I also find it absolutely terrifying, for much the same reasons you cited, as well as some others.

Also, this may make me sound like a total fruit loop, but I am very dismayed at the current trend to turn natural society into a technological one. This aspect touches every part of our lives -- look at our GMO food supply, look at our healthcare system based on pharmacology.

Where is spirituality? Where is religion? Oh, right. Religion is bad because in the mind of the lowest common denominator: religion = extremists.

Honestly, as someone who has just been brought back to God after decades away, I feel that this is just another thing that is bringing us one step closer to the Apocalypse. We are getting too far away from our natural being, thinking that our creations are better than what the divine can do. (insert fruit loop comment here again)

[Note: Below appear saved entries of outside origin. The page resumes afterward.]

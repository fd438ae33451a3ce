use std::sync::Arc;

use crate::kernel::component::Exclusions;
use crate::kernel::context::ApplicationContext;
use crate::plugin_system::ordering::SortOrder;
use crate::plugin_system::registry::PluginRegistry;
use crate::support::registry_factory::{FactoryDescriptor, FactoryKind, PluginRegistryFactory};
use crate::support::tests::{Handler, Prefixed, ids, register_catch_all, register_prefixed};

fn context_with_handlers() -> Arc<ApplicationContext> {
    let context = ApplicationContext::new();
    register_catch_all(&context);
    register_prefixed(&context, "slow", "s", 10);
    register_prefixed(&context, "fast", "s", 1);
    context
}

#[test]
fn test_registry_sorted_by_priority() {
    let context = context_with_handlers();
    let factory = PluginRegistryFactory::<dyn Handler, str>::from_context(&context, Exclusions::none());
    let registry = factory.registry().unwrap();

    assert_eq!(ids(registry.plugins()), vec!["fast", "slow", "catch-all"]);
    assert_eq!(registry.plugin_for("sync").unwrap().id(), "fast");
    assert_eq!(registry.plugin_for("other").unwrap().id(), "catch-all");
    assert_eq!(ids(&registry.plugins_for("sync")), vec!["fast", "slow", "catch-all"]);
}

#[test]
fn test_descending_order() {
    let context = context_with_handlers();
    let factory = PluginRegistryFactory::<dyn Handler, str>::from_context(&context, Exclusions::none())
        .with_order(SortOrder::Descending);

    assert_eq!(factory.order(), SortOrder::Descending);
    assert_eq!(ids(factory.registry().unwrap().plugins()), vec!["catch-all", "slow", "fast"]);
}

#[test]
fn test_exclusions_by_name() {
    let context = context_with_handlers();
    let factory =
        PluginRegistryFactory::<dyn Handler, str>::from_context(&context, Exclusions::from_type_names(["CatchAll"]));

    assert_eq!(ids(factory.registry().unwrap().plugins()), vec!["fast", "slow"]);
}

#[test]
fn test_refresh_freezes_factory() {
    let context = context_with_handlers();
    let factory = Arc::new(PluginRegistryFactory::<dyn Handler, str>::from_context(
        &context,
        Exclusions::none(),
    ));
    context.add_listener(factory.clone()).unwrap();

    assert!(!factory.is_frozen());
    context.refresh().unwrap();
    assert!(factory.is_frozen());

    assert_eq!(factory.registry().unwrap().count_plugins(), 3);
    register_prefixed(&context, "late", "l", 0);
    assert_eq!(factory.registry().unwrap().count_plugins(), 3);
}

#[test]
fn test_snapshot_taken_at_refresh() {
    let context = context_with_handlers();
    let factory = Arc::new(PluginRegistryFactory::<dyn Handler, str>::from_context(
        &context,
        Exclusions::none(),
    ));
    context.add_listener(factory.clone()).unwrap();

    context.refresh().unwrap();
    // No registry was built before this registration
    register_prefixed(&context, "late", "l", 0);

    assert_eq!(ids(factory.registry().unwrap().plugins()), vec!["fast", "slow", "catch-all"]);
}

#[test]
fn test_supplier_factory() {
    let factory = PluginRegistryFactory::<dyn Handler, str>::from_supplier(|| {
        vec![
            Arc::new(Prefixed { id: "b", prefix: "b", order: 2 }) as Arc<dyn Handler>,
            Arc::new(Prefixed { id: "a", prefix: "a", order: 1 }) as Arc<dyn Handler>,
        ]
    });

    assert_eq!(ids(factory.registry().unwrap().plugins()), vec!["a", "b"]);
}

#[test]
fn test_descriptor() {
    let context = context_with_handlers();
    let factory = PluginRegistryFactory::<dyn Handler, str>::from_context(&context, Exclusions::none());

    assert_eq!(factory.kind(), FactoryKind::Registry);
    assert_eq!(factory.plugin_type(), "Handler");
    assert_eq!(
        factory.plugin_names().unwrap(),
        vec!["fast".to_string(), "slow".to_string(), "CatchAll".to_string()]
    );

    let renamed = factory.with_plugin_type("Handlers");
    assert_eq!(renamed.plugin_type(), "Handlers");
    assert_eq!(FactoryKind::List.to_string(), "list");
}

I have never posted here before, as I am by no means a scholar, but I just had to speak up about this.


If you want a real gloom and doom view of gamification, try McKenzie Wark's Gamer Theory.


Gina: "...thinking that our creations are better than what the divine can do."

I'm sympathetic. I believe, if not mistaken, that the tendency to think that humans can solve all of their problems through their own works, has been known as the Pelagian Heresy since the 5th century.

It keeps rearing its head; here in the form of technophilia. Tech everywhere! We tend to focus so much on technology and ignore the way that technology enhances our ability to play with structures of incentive. Games are like a virus of incentives, popping up and spreading around from institution to institution. There's a real possibility that we'll end up surrounded by social structures tailor-made to push us one way and pull us another. Our ability to resist these things, or even see them, will be limited.

Yes, but - hang on. That's how we live now. Webs of material and social cues, some subtle and some not, surround us all the time. The main difference between the current web of incentives and the future ludic one is effectiveness. The game designers are becoming more and more adept at making us happy doing things. Finding freedom and self-determination in this web is a tricky business, getting trickier. Assuming that it will all turn out for our benefit is foolish, as is any belief that we can, by policy, make it all wonderful.

Society hurts those who are not wary and careful. So does technology. So too will games.


I’m passionate about games. And I think these features can often be helpful. But aren’t most of these gamification techniques missing half (or more!) of what really makes a game fun?